La raíz de los males de la función pública se halla en un sistema tradicionalmente permisivo, que trataba de compensar los bajos sueldos de las nóminas con la tolerancia hacia el pluriempleo y la baja productividad. Esta situación está lejos de haber sido corregida y continúa siendo el caldo de cultivo de la picaresca y el incumplimiento. Para llevar adelante la reforma de la Administración, de la que la ley de Incompatibilidades es sólo modesto comienzo, no basta con la imagen represiva de una Inspección General de Servicios armada con un ordenador. Es preciso que el Gobierno se plantee la necesidad de retribuir satisfactoriamente a unos funcionarios a los que, en adelante, va a exigir dedicación completa, responsabilidad laboral, incompatibilidades estrictas y razonable rendimiento.

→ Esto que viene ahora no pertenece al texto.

//! House Haunters: the screens and entities of the game.
//!
//! [`register_screens`] wires the four screens into a [`GameEngine`] under
//! the ids below. Screens move between each other only by queueing
//! `change_screen` events.

pub mod entities;
pub mod screens;

use crate::engine::GameEngine;
use crate::engine::platform::Platform;
use crate::game::screens::character::CharacterScreen;
use crate::game::screens::gameend::GameEndScreen;
use crate::game::screens::gameplay::GameplayScreen;
use crate::game::screens::title::TitleScreen;
use crate::resources::cluedata::ItemClueSource;
use crate::resources::roomgrid::GridRoomGenerator;

pub const TITLE: &str = "Title";
pub const CHARACTER_SELECT: &str = "CharacterSelect";
pub const GAMEPLAY: &str = "GamePlay";
pub const GAME_END: &str = "GameEnd";

/// Register every screen of the game. `seed` makes the house layout
/// reproducible.
pub fn register_screens<P: Platform>(engine: &mut GameEngine<P>, seed: Option<u64>) {
    let rng = seed.map_or_else(fastrand::Rng::new, fastrand::Rng::with_seed);
    engine.add_game_screen(TITLE, Box::new(TitleScreen::new()));
    engine.add_game_screen(CHARACTER_SELECT, Box::new(CharacterScreen::new()));
    engine.add_game_screen(
        GAMEPLAY,
        Box::new(GameplayScreen::new(
            Box::new(ItemClueSource::builtin()),
            Box::new(GridRoomGenerator::new(rng)),
        )),
    );
    engine.add_game_screen(GAME_END, Box::new(GameEndScreen::new()));
}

La política de aplazar las consecuencias de la aplicación de la ley de Incompatibilidades, concediendo aquí y allá facilidades para que los afectados se vayan adaptando según su buena voluntad a la nueva situación, está llena de riesgos. Resulta razonable que se establezcan plazos más dilatados en sectores sensibles como la enseñanza y la sanidad. Pero ¿por qué si la ley establece taxativamente que los sanitarios deberán dejar su segundo empleo antes del 1 de octubre próximo el decreto regulador fija, en cambio, un plazo entre el 1 de octubre y el 31 de diciembre? Y si la fecha para los enseñantes, de acuerdo con la ley, es el 30 de septiembre, ¿por qué se les obliga a declarar antes del 30 de junio? ¿Qué ha negociado Ernest Lluch con los médicos que no haya acordado José María Maravall con los profesores? En cuanto a la incompatibilidad impuesta a los letrados de las empresas estatales, hace suponer que el Estado se dispone a reclamar la dedicación exclusiva a todos sus empleados, tal y como ocurre en otros países de Europa.